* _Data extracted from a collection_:
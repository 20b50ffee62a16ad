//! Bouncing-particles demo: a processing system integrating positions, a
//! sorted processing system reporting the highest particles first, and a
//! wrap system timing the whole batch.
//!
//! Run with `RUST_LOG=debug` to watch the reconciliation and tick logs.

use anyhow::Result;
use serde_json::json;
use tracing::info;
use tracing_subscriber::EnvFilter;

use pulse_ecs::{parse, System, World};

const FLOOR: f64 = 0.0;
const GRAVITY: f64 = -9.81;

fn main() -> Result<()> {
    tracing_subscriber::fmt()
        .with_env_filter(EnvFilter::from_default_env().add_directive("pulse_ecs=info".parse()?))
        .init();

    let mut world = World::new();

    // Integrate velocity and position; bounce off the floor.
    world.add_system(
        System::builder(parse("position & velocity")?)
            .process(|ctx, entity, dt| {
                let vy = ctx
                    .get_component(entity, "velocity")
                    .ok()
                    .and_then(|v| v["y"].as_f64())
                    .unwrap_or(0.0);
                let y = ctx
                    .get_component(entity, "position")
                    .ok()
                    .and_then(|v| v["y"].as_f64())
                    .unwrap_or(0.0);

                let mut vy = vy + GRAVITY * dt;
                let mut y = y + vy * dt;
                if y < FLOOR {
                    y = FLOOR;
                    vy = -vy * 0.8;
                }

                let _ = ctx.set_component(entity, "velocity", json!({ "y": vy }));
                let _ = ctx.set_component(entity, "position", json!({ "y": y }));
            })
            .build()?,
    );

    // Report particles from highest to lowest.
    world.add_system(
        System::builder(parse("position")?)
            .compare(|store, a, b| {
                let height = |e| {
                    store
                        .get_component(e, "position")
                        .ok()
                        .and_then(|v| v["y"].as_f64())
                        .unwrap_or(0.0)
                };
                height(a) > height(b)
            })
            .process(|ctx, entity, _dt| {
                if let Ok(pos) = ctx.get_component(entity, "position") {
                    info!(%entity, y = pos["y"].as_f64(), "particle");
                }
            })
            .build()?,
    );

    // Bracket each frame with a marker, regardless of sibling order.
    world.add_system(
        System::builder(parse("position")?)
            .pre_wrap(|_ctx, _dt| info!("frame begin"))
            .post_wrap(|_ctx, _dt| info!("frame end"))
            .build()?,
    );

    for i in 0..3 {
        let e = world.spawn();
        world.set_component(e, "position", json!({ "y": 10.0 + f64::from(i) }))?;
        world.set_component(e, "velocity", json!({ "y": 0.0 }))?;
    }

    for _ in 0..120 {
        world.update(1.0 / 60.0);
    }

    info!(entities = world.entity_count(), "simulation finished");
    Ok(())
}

==

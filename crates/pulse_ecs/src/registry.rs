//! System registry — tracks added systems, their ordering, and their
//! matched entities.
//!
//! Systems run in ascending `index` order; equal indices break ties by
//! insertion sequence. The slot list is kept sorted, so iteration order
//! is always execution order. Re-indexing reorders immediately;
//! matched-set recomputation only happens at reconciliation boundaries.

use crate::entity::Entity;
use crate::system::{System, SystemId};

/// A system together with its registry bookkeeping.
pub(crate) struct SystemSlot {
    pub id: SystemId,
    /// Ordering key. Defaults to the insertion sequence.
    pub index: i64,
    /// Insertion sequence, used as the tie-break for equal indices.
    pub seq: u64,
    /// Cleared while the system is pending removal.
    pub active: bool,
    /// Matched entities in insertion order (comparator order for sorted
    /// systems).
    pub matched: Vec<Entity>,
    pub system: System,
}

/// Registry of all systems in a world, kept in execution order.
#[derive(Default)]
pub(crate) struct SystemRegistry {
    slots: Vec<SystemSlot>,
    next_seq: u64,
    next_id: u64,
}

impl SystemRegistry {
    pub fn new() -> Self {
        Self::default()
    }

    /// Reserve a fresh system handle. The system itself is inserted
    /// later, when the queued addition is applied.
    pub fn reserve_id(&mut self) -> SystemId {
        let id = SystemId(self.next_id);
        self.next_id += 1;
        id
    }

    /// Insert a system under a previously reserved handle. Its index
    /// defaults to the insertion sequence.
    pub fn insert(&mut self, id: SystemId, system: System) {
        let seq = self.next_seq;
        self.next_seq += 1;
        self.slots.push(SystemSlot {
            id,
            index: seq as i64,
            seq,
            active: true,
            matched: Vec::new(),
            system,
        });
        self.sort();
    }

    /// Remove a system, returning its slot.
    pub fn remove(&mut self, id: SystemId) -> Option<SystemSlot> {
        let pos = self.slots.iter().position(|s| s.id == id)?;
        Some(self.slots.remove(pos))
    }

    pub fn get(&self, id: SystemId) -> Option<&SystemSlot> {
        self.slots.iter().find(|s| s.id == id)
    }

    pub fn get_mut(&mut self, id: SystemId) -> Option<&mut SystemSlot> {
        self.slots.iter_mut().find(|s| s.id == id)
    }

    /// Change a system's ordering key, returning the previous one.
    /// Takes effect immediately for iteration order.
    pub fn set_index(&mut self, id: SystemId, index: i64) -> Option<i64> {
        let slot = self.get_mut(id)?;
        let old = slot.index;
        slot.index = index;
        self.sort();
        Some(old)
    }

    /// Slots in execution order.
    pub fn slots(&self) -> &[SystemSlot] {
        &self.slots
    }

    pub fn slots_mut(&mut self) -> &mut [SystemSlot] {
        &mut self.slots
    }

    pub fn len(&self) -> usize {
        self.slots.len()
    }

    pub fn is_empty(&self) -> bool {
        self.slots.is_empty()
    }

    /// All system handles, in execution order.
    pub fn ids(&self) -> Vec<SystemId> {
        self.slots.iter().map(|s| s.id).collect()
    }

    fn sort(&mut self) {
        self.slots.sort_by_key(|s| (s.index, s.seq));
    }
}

--

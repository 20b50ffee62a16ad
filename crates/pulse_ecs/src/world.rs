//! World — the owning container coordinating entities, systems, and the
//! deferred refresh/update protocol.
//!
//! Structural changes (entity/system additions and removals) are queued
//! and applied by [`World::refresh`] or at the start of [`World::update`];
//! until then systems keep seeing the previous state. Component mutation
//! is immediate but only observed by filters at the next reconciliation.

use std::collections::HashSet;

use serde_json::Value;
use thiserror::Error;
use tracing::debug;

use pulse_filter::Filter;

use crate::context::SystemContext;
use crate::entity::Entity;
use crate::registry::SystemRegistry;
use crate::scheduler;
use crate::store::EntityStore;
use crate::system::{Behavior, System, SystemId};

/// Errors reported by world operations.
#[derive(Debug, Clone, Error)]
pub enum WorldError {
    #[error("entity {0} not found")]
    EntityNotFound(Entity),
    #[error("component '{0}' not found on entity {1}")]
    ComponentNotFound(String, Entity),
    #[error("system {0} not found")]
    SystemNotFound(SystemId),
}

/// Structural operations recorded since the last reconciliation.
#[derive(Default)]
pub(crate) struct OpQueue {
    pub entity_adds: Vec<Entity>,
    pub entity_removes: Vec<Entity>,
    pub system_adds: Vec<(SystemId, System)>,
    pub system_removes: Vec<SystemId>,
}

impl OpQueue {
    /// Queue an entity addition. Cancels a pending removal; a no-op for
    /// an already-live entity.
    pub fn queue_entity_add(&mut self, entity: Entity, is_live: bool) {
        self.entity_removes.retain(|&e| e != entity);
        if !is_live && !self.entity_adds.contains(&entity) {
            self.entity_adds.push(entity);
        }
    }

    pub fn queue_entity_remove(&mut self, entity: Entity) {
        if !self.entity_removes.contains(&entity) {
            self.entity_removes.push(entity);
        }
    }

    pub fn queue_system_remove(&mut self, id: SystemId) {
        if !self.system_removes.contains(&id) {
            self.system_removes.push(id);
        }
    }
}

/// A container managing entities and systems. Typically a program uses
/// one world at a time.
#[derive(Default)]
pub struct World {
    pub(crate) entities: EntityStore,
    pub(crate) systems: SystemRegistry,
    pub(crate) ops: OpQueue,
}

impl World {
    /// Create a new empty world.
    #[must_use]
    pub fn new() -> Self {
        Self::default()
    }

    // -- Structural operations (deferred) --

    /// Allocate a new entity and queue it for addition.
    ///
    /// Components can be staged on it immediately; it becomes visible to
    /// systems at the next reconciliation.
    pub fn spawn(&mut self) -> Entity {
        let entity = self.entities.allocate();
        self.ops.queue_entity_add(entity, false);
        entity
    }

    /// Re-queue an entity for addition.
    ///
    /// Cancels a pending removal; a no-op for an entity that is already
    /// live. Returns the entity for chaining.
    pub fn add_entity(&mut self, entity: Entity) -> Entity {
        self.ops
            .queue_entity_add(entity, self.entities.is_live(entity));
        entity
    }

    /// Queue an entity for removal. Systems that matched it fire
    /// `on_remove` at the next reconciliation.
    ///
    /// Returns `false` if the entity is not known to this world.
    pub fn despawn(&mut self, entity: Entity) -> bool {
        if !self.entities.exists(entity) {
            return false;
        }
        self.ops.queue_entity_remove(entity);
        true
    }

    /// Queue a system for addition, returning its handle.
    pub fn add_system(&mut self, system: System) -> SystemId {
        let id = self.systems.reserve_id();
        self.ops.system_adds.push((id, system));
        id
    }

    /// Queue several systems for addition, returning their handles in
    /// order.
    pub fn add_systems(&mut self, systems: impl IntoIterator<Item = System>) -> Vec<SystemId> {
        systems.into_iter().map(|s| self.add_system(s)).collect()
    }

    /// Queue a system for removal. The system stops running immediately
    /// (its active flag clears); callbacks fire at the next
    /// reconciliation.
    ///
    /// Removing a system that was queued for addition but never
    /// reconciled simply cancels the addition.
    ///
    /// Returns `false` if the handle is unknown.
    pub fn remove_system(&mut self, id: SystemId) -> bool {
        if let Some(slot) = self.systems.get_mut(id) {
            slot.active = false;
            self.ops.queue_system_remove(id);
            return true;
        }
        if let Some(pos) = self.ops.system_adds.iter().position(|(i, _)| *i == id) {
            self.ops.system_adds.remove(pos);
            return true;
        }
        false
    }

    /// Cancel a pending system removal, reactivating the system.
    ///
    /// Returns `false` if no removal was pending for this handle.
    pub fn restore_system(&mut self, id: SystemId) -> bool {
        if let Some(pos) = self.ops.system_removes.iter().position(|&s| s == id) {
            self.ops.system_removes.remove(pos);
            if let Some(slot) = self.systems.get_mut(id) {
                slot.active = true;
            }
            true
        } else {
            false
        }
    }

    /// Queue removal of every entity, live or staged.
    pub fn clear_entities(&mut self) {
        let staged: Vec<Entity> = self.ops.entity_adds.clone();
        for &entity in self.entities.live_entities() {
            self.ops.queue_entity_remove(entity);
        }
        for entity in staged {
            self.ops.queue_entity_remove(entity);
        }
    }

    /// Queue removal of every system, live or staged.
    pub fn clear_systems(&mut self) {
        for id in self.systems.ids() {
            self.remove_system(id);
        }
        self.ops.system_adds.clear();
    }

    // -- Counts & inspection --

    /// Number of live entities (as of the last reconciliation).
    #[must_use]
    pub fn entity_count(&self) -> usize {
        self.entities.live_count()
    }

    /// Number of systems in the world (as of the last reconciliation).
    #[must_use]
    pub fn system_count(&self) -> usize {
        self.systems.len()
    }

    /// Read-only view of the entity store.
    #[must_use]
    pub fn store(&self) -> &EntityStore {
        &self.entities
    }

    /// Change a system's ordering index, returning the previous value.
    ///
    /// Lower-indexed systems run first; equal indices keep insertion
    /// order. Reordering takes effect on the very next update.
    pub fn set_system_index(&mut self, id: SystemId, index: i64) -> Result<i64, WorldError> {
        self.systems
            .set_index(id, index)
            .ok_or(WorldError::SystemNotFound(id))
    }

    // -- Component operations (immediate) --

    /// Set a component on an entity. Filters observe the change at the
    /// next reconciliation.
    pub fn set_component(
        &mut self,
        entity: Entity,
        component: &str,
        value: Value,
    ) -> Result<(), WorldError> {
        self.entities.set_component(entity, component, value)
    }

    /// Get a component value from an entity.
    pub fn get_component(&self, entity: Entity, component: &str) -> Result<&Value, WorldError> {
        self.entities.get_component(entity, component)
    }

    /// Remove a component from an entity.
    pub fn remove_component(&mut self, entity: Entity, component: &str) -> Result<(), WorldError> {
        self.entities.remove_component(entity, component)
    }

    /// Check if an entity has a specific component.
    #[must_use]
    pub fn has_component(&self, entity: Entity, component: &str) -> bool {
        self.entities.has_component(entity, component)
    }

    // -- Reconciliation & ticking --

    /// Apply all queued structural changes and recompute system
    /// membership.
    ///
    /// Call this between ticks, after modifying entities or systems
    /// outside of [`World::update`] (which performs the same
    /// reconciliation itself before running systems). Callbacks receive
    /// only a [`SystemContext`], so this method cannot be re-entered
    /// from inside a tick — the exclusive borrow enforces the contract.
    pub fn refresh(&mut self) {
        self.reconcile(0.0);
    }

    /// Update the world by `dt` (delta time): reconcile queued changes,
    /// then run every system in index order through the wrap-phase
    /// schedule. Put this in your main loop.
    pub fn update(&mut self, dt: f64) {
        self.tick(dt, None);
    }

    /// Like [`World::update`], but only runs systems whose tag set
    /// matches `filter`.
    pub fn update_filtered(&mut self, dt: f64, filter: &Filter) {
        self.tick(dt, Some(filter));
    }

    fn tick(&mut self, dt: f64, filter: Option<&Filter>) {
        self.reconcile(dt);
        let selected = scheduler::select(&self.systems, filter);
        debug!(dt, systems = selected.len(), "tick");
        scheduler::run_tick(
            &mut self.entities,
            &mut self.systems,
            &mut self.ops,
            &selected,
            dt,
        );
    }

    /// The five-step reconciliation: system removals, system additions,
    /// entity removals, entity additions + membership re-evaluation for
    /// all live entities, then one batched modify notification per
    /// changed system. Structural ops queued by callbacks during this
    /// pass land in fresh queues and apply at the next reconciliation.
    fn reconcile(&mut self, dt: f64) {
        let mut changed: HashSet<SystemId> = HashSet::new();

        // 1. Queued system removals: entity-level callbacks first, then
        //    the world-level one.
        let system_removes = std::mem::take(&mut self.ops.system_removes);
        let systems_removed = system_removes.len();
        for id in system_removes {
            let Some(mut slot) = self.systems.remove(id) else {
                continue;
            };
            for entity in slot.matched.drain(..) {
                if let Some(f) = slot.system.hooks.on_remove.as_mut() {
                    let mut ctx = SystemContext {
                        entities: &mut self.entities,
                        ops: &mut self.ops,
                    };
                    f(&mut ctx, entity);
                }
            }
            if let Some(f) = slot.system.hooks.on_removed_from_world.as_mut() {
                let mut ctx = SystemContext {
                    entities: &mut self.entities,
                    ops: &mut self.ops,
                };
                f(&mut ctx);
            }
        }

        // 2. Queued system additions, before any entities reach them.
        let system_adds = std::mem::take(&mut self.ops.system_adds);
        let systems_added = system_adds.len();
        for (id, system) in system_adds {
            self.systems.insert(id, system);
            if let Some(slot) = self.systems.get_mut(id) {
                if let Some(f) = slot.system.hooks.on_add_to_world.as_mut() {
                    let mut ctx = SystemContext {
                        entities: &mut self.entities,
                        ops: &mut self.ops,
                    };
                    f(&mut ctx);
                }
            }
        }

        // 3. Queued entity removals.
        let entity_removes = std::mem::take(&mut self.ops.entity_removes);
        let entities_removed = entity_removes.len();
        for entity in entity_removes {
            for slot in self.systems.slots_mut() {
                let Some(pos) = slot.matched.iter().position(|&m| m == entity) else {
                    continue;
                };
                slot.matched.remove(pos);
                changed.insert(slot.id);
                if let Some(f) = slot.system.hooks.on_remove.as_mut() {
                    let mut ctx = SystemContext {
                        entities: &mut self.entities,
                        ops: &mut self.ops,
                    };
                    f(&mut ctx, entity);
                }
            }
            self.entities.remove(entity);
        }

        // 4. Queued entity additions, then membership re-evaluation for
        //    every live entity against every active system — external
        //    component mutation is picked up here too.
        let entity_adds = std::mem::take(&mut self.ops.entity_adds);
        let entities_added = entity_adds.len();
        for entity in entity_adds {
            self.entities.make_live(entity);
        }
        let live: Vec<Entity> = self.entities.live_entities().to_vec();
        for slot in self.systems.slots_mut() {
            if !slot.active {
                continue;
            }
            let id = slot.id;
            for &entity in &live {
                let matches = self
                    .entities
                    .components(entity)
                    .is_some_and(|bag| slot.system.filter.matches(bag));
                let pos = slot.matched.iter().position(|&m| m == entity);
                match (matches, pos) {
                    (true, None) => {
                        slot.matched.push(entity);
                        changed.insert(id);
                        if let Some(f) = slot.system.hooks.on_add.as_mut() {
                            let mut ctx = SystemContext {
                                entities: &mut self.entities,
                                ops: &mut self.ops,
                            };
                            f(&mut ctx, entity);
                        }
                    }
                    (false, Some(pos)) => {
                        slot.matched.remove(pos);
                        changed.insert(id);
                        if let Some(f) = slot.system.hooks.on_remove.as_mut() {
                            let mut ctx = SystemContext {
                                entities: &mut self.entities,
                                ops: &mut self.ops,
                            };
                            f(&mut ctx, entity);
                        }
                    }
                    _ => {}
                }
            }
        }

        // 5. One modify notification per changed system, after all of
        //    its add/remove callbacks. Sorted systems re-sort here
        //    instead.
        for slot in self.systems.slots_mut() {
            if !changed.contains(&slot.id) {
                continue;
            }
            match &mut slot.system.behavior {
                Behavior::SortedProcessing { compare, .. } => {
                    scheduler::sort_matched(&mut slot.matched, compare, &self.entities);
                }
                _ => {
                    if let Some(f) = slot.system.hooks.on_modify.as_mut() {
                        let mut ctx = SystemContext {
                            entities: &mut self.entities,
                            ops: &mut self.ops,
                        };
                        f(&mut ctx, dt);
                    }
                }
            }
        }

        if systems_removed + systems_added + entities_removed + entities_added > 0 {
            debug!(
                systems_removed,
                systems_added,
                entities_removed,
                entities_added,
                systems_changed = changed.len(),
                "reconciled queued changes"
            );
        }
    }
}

* _TASK OBJECTIVE_: Search the lines above for the string "push" and copy each line that has it.

* _RESPONSE_:
        self.slots.push(SystemSlot {
            self.entity_adds.push(entity);
            self.entity_removes.push(entity);
            self.system_removes.push(id);
        self.ops.system_adds.push((id, system));
                        slot.matched.push(entity);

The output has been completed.